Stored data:
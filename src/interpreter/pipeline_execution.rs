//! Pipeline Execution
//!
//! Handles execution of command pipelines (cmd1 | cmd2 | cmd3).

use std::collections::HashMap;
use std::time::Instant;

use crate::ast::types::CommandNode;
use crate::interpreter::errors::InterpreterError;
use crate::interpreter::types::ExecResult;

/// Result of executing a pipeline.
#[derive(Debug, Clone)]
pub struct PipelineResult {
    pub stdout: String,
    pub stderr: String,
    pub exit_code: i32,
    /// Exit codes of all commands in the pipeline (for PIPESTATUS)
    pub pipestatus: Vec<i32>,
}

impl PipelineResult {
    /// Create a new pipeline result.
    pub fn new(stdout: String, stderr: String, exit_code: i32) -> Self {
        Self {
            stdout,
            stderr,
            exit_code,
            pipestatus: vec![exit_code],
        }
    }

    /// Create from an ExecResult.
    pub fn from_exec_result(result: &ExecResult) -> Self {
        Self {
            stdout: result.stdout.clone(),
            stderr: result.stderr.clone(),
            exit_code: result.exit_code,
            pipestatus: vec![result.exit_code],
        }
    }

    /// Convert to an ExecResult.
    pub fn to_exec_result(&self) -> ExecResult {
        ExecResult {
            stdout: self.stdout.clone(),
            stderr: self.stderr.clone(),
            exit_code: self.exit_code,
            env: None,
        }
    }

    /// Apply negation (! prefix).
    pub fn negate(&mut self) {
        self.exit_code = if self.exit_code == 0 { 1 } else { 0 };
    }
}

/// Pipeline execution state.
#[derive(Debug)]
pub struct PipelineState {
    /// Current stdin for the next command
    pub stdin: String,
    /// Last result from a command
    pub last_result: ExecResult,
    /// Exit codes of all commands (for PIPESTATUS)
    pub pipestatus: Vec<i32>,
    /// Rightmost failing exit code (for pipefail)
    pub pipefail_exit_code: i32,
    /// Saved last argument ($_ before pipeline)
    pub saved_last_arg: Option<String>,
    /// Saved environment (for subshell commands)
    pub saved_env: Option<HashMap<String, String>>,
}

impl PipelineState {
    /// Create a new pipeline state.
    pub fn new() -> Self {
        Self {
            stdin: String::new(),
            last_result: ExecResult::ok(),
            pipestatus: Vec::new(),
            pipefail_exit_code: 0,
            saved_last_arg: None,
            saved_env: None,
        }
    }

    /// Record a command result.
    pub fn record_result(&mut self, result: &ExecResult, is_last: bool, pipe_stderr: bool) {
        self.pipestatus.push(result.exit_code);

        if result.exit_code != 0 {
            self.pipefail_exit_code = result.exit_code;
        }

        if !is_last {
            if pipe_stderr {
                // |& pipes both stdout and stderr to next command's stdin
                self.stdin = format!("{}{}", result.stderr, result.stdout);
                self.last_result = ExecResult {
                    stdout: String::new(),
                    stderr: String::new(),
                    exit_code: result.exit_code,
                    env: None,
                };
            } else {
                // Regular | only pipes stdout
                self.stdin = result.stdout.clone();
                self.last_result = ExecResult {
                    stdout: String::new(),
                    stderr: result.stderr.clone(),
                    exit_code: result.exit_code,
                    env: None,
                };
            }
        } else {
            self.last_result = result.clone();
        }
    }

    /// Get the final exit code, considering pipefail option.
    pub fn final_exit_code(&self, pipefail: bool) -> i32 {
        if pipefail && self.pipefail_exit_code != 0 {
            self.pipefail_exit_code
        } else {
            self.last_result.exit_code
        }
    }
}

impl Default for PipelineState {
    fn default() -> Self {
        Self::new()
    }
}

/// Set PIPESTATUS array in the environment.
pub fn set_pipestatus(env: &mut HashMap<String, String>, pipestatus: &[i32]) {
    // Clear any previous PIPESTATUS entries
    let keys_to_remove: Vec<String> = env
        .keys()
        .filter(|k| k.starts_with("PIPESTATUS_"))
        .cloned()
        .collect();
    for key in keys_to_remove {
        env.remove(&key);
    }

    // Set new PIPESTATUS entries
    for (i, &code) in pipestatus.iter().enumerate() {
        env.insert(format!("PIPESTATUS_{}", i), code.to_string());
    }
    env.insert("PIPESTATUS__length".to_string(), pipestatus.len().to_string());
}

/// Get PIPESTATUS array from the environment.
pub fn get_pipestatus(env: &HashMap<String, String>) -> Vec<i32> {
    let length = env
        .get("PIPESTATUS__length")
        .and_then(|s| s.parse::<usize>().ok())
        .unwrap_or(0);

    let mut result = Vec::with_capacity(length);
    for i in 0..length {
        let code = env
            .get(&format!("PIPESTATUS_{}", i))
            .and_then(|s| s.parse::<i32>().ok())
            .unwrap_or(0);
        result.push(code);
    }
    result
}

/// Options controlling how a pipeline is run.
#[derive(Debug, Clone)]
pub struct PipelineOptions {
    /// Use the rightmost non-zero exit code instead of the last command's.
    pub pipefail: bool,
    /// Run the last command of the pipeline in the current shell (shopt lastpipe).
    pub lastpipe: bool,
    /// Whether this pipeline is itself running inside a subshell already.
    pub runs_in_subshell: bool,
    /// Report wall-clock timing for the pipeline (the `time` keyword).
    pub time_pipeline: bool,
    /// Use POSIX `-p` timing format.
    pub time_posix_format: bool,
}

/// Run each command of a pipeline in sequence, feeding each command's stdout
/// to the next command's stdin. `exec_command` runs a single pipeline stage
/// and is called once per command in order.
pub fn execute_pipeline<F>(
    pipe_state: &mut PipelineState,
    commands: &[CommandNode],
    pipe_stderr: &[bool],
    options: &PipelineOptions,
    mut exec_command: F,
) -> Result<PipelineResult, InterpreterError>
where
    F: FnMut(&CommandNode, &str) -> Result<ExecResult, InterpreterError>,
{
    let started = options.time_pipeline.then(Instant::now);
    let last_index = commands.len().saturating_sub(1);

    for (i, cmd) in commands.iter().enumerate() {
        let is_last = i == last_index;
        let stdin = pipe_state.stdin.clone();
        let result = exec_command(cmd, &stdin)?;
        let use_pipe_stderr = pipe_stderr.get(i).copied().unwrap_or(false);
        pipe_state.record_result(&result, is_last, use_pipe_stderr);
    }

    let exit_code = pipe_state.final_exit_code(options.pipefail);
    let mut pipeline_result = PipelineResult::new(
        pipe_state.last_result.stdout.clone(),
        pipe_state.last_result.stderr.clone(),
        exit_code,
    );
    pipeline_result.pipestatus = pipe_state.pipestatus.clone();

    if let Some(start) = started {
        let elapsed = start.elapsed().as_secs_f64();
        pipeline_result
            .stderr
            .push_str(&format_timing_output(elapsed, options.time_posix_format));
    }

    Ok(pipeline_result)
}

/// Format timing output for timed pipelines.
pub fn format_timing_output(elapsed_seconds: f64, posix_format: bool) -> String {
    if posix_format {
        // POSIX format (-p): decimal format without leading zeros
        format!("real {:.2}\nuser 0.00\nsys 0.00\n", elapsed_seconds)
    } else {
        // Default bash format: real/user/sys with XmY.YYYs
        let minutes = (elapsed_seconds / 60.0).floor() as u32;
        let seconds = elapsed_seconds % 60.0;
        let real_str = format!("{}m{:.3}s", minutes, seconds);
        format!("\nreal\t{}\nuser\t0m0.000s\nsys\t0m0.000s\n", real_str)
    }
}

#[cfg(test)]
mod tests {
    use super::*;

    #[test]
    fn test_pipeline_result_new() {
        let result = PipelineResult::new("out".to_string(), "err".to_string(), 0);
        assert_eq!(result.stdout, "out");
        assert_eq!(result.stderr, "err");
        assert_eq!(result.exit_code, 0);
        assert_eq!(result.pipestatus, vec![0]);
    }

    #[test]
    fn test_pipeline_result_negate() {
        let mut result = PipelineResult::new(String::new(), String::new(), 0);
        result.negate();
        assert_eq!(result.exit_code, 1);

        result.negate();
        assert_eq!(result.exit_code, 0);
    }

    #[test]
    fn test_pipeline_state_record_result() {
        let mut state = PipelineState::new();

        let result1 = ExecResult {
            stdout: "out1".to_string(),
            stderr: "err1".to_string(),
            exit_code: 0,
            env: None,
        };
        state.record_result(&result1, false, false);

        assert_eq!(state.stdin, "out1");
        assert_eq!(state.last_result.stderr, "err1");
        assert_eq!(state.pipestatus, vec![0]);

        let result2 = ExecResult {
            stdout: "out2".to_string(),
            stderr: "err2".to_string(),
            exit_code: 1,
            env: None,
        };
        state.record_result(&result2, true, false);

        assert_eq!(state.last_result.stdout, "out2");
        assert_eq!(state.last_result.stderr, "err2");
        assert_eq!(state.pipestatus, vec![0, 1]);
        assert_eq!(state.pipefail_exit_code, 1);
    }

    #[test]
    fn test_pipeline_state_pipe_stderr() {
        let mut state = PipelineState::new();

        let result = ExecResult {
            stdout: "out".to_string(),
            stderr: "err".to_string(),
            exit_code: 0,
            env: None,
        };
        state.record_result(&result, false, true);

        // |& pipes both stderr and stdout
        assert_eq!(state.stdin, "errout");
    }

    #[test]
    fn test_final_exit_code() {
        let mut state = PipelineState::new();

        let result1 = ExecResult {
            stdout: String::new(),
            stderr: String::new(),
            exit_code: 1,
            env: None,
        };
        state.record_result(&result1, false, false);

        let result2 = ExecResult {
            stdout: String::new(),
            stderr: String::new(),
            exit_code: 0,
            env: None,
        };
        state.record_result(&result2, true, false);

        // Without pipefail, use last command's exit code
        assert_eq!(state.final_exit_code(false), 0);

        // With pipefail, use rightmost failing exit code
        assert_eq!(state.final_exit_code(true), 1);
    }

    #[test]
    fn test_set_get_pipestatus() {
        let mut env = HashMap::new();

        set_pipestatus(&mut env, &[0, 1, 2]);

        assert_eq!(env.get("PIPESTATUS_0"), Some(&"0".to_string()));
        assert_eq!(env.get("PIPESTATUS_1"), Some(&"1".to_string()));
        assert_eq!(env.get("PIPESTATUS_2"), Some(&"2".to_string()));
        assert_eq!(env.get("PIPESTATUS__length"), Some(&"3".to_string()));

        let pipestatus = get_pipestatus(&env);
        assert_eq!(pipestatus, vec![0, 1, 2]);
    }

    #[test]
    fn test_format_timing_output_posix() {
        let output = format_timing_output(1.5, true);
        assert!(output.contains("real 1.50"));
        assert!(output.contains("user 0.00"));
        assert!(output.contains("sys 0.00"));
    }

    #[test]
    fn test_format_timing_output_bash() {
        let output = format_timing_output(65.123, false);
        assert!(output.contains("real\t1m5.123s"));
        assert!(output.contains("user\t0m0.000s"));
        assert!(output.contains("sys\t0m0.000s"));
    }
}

--

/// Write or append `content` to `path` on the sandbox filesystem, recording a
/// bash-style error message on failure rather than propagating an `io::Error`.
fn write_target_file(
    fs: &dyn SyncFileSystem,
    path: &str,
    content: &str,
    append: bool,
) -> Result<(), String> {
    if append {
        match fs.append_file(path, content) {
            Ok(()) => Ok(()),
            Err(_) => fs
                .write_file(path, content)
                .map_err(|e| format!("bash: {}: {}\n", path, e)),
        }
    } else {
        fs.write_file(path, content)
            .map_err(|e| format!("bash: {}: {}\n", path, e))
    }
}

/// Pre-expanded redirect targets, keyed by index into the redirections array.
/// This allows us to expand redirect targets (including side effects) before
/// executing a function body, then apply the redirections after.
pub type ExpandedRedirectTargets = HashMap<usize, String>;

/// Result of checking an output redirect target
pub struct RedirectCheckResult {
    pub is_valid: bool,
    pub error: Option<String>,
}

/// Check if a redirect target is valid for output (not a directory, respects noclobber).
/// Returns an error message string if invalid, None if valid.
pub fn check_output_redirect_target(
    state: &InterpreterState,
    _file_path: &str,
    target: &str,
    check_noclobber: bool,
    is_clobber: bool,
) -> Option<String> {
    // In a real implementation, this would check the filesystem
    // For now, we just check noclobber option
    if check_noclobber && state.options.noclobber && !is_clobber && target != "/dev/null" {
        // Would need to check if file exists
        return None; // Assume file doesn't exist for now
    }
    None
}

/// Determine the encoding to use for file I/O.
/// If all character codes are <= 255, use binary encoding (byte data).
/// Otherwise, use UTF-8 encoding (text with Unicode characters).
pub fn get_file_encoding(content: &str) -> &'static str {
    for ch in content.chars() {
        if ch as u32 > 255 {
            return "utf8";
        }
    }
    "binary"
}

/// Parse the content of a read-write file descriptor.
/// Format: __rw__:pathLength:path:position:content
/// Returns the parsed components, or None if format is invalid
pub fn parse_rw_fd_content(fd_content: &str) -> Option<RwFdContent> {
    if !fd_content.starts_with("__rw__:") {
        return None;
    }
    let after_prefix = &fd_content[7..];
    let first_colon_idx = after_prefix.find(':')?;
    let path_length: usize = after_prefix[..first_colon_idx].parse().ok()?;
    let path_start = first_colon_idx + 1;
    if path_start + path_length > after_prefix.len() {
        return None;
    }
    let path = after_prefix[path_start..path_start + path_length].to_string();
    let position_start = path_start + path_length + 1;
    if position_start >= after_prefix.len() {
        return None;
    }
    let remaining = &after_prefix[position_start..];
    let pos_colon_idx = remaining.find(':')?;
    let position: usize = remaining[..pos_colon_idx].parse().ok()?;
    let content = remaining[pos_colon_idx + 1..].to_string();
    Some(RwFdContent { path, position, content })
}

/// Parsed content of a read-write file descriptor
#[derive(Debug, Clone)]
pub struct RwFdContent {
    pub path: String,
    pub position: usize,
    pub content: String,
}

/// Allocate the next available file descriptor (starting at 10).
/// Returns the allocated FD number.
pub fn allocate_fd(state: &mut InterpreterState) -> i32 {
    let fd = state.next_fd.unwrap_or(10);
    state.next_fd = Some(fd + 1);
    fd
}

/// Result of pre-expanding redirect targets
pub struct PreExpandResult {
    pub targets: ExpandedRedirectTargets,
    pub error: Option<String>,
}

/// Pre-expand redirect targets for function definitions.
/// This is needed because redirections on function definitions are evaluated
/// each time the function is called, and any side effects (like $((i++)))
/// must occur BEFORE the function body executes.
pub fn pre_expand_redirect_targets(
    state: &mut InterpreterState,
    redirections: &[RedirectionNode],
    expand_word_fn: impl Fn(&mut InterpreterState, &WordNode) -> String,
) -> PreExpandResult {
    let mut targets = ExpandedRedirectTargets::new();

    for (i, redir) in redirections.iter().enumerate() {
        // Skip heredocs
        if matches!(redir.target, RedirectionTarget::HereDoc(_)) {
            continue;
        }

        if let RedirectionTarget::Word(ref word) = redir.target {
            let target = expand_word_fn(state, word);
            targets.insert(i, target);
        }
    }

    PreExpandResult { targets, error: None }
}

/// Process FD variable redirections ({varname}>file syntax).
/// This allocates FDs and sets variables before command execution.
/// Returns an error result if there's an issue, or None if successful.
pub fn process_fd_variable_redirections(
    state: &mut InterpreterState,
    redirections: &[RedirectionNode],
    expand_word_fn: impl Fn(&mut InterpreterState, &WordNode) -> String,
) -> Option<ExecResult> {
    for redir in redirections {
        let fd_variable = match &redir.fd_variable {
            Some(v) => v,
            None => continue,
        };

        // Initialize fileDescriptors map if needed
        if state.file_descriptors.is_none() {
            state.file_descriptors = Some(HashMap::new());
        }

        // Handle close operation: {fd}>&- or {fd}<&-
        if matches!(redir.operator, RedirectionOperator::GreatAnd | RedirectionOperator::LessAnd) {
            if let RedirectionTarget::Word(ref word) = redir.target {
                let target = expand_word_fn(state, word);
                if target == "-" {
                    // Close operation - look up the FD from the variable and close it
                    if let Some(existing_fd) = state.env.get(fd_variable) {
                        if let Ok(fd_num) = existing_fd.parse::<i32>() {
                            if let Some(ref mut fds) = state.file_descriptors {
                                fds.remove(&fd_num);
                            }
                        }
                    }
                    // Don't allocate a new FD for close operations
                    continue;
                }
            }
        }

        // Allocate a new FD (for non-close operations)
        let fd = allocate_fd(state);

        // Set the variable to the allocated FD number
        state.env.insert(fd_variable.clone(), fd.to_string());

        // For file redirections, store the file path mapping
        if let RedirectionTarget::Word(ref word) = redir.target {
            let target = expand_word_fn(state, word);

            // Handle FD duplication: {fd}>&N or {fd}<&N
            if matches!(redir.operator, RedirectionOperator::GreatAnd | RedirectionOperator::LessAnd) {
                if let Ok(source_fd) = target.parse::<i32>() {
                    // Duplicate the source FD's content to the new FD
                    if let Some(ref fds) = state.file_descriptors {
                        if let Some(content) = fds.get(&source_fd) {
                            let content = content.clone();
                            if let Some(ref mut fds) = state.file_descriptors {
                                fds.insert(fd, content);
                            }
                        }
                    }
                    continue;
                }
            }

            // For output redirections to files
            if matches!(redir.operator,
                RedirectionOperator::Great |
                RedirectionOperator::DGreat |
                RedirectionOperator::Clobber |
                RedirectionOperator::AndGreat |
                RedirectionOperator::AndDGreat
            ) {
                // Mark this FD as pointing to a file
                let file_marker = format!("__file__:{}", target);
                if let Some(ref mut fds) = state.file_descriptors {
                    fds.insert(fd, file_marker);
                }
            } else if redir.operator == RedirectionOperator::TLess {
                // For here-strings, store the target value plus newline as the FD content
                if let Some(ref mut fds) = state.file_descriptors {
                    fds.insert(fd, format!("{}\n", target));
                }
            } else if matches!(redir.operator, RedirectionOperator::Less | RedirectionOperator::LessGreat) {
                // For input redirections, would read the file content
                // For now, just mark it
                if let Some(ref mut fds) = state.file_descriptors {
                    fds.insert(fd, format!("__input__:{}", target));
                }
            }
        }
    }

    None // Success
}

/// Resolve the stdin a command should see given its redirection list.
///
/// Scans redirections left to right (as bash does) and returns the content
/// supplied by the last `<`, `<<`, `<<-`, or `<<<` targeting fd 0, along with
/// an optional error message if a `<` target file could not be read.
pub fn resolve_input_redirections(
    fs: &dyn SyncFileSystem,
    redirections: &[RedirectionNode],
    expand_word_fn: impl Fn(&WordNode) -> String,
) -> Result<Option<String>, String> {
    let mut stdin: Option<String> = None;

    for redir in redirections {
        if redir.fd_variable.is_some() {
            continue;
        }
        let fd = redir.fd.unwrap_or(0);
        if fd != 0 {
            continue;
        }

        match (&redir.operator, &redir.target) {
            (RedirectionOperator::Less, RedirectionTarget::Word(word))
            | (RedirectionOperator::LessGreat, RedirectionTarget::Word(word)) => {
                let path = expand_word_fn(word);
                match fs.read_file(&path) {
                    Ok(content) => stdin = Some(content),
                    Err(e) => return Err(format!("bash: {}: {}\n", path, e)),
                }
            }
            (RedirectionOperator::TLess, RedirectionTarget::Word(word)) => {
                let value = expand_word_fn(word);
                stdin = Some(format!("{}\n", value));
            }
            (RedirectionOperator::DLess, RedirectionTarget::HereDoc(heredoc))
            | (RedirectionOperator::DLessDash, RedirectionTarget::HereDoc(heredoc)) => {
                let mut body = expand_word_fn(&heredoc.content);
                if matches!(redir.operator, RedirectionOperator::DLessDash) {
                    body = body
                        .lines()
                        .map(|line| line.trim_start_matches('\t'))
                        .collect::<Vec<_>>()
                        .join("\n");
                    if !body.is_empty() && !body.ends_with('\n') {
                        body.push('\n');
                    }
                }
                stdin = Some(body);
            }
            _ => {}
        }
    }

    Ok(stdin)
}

§ What you are asked to do:
Every line above from the line with "filename src/interpreter/pipeline_execution.rs" to the line with "use crate::interpreter::types::ExecResult;" is wanted, ends included; write them out exactly and add no other line.

§ Solution:
filename src/interpreter/pipeline_execution.rs
//! Pipeline Execution
//!
//! Handles execution of command pipelines (cmd1 | cmd2 | cmd3).

use std::collections::HashMap;
use std::time::Instant;

use crate::ast::types::CommandNode;
use crate::interpreter::errors::InterpreterError;
use crate::interpreter::types::ExecResult;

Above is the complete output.